■ WHAT TO PRODUCE:
Report every line below that holds the word "input".

■ DATASET EXTRACT:
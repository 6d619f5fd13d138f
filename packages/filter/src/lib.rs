#![cfg_attr(feature = "fail-on-warnings", deny(warnings))]
#![warn(clippy::all, clippy::pedantic, clippy::nursery, clippy::cargo)]
#![allow(clippy::multiple_crate_versions)]

//! Validation of untrusted collision filter input.
//!
//! [`validate_filter`] turns [`RawFilterParams`] into a bounded [`Filter`]
//! or reports every violated constraint at once, so callers can present a
//! complete issue list instead of fixing one field at a time.

pub mod zoom;

use std::sync::LazyLock;

use crash_map_crash_models::{
    Bbox, DateParam, Filter, FilterField, FilterIssue, MAX_BIN_SIZE, MAX_COUNTY_VALUES,
    MAX_LIMIT, MAX_SEVERITY_VALUES, QueryMode, RawFilterParams,
};
use regex::Regex;

pub use zoom::ZoomPlan;

/// `YYYY-MM-DD` shape. Calendar validity is intentionally not checked.
static DATE_PATTERN: LazyLock<Regex> =
    LazyLock::new(|| Regex::new(r"^[0-9]{4}-[0-9]{2}-[0-9]{2}$").expect("valid date pattern"));

/// Returned when one or more filter constraints are violated.
#[derive(Debug, Clone, PartialEq, Eq, thiserror::Error)]
#[error("invalid filter ({} issue(s))", .issues.len())]
pub struct ValidationError {
    /// Every violated constraint, in field order.
    pub issues: Vec<FilterIssue>,
}

impl ValidationError {
    /// Whether any issue was reported against `field`.
    #[must_use]
    pub fn has_issue(&self, field: FilterField) -> bool {
        self.issues.iter().any(|issue| issue.field == field)
    }
}

/// Validates and coerces raw filter input.
///
/// # Errors
///
/// Returns [`ValidationError`] listing every violated constraint.
pub fn validate_filter(raw: &RawFilterParams) -> Result<Filter, ValidationError> {
    let mut issues = Vec::new();

    let bbox = match raw.bbox.as_deref().map(parse_bbox) {
        Some(Ok(bbox)) => Some(bbox),
        Some(Err(mut bbox_issues)) => {
            issues.append(&mut bbox_issues);
            None
        }
        None => None,
    };

    let start = record(
        raw.start.as_deref().map(|s| parse_date(FilterField::Start, s)),
        &mut issues,
    );
    let end = record(
        raw.end.as_deref().map(|s| parse_date(FilterField::End, s)),
        &mut issues,
    );

    if raw.severity.len() > MAX_SEVERITY_VALUES {
        issues.push(FilterIssue::new(
            FilterField::Severity,
            format!("at most {MAX_SEVERITY_VALUES} values are allowed"),
        ));
    }
    if raw.county.len() > MAX_COUNTY_VALUES {
        issues.push(FilterIssue::new(
            FilterField::County,
            format!("at most {MAX_COUNTY_VALUES} values are allowed"),
        ));
    }

    let mut limit = record(raw.limit.as_deref().map(parse_limit), &mut issues);
    let mut mode = record(raw.mode.as_deref().map(parse_mode), &mut issues);
    let mut bin = record(raw.bin.as_deref().map(parse_bin), &mut issues);
    let plan = record(raw.zoom.as_deref().map(ZoomPlan::parse), &mut issues);

    if let Some(plan) = plan {
        let resolved = *mode.get_or_insert(plan.mode);
        if resolved == QueryMode::Bin && raw.bin.is_none() {
            bin = Some(plan.bin);
        }
        if raw.limit.is_none() {
            limit = Some(plan.limit);
        }
    }

    if mode == Some(QueryMode::Bin) && raw.bin.is_none() && bin.is_none() {
        issues.push(FilterIssue::new(
            FilterField::Bin,
            "bin is required when mode=bin",
        ));
    }

    if !issues.is_empty() {
        log::debug!("Rejected filter with {} issue(s)", issues.len());
        return Err(ValidationError { issues });
    }

    Ok(Filter {
        bbox,
        start,
        end,
        severity: raw.severity.clone(),
        county: raw.county.clone(),
        limit,
        mode,
        bin,
    })
}

/// Unwraps an optional parse result, moving any issue into `issues`.
fn record<T>(
    result: Option<Result<T, FilterIssue>>,
    issues: &mut Vec<FilterIssue>,
) -> Option<T> {
    match result? {
        Ok(value) => Some(value),
        Err(issue) => {
            issues.push(issue);
            None
        }
    }
}

/// Coerces query-string text to a finite number.
fn coerce_number(s: &str) -> Option<f64> {
    let trimmed = s.trim();
    if trimmed.is_empty() {
        return None;
    }
    trimmed.parse::<f64>().ok().filter(|v| v.is_finite())
}

/// Parses `minLon,minLat,maxLon,maxLat`.
fn parse_bbox(s: &str) -> Result<Bbox, Vec<FilterIssue>> {
    const COMPONENTS: [(&str, f64); 4] = [
        ("minLon", 180.0),
        ("minLat", 90.0),
        ("maxLon", 180.0),
        ("maxLat", 90.0),
    ];

    let parts: Vec<&str> = s.split(',').collect();
    if parts.len() != COMPONENTS.len() {
        return Err(vec![FilterIssue::new(
            FilterField::Bbox,
            format!(
                "expected 4 comma-separated values (minLon,minLat,maxLon,maxLat), got {}",
                parts.len()
            ),
        )]);
    }

    let mut issues = Vec::new();
    let mut values = [0.0_f64; 4];

    for (i, ((name, range), part)) in COMPONENTS.iter().zip(&parts).enumerate() {
        match coerce_number(part) {
            Some(v) if (-range..=*range).contains(&v) => values[i] = v,
            Some(v) => issues.push(FilterIssue::new(
                FilterField::Bbox,
                format!("{name} {v} is outside [-{range}, {range}]"),
            )),
            None => issues.push(FilterIssue::new(
                FilterField::Bbox,
                format!("{name} is not a number: {part:?}"),
            )),
        }
    }

    if !issues.is_empty() {
        return Err(issues);
    }

    let bbox = Bbox::new(values[0], values[1], values[2], values[3]);
    if bbox.max_lon <= bbox.min_lon || bbox.max_lat <= bbox.min_lat {
        return Err(vec![FilterIssue::new(
            FilterField::Bbox,
            "Invalid bbox: max must be greater than min on both axes",
        )]);
    }

    Ok(bbox)
}

fn parse_date(field: FilterField, s: &str) -> Result<DateParam, FilterIssue> {
    if DATE_PATTERN.is_match(s) {
        Ok(DateParam::new(s))
    } else {
        Err(FilterIssue::new(field, "expected a YYYY-MM-DD date"))
    }
}

#[allow(clippy::cast_possible_truncation, clippy::cast_sign_loss)]
fn parse_limit(s: &str) -> Result<u32, FilterIssue> {
    let value = coerce_number(s)
        .ok_or_else(|| FilterIssue::new(FilterField::Limit, "expected a number"))?;
    if value.fract() != 0.0 {
        return Err(FilterIssue::new(FilterField::Limit, "must be an integer"));
    }
    if value <= 0.0 {
        return Err(FilterIssue::new(FilterField::Limit, "must be positive"));
    }
    if value > f64::from(MAX_LIMIT) {
        return Err(FilterIssue::new(
            FilterField::Limit,
            format!("must be at most {MAX_LIMIT}"),
        ));
    }
    Ok(value as u32)
}

fn parse_mode(s: &str) -> Result<QueryMode, FilterIssue> {
    s.parse::<QueryMode>()
        .map_err(|_| FilterIssue::new(FilterField::Mode, "must be one of: points, bin"))
}

fn parse_bin(s: &str) -> Result<f64, FilterIssue> {
    let value =
        coerce_number(s).ok_or_else(|| FilterIssue::new(FilterField::Bin, "expected a number"))?;
    if value <= 0.0 || value > MAX_BIN_SIZE {
        return Err(FilterIssue::new(
            FilterField::Bin,
            format!("must be greater than 0 and at most {MAX_BIN_SIZE}"),
        ));
    }
    Ok(value)
}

■ YOUR RESPONSE:
//! Validation of untrusted collision filter input.
/// Validates and coerces raw filter input.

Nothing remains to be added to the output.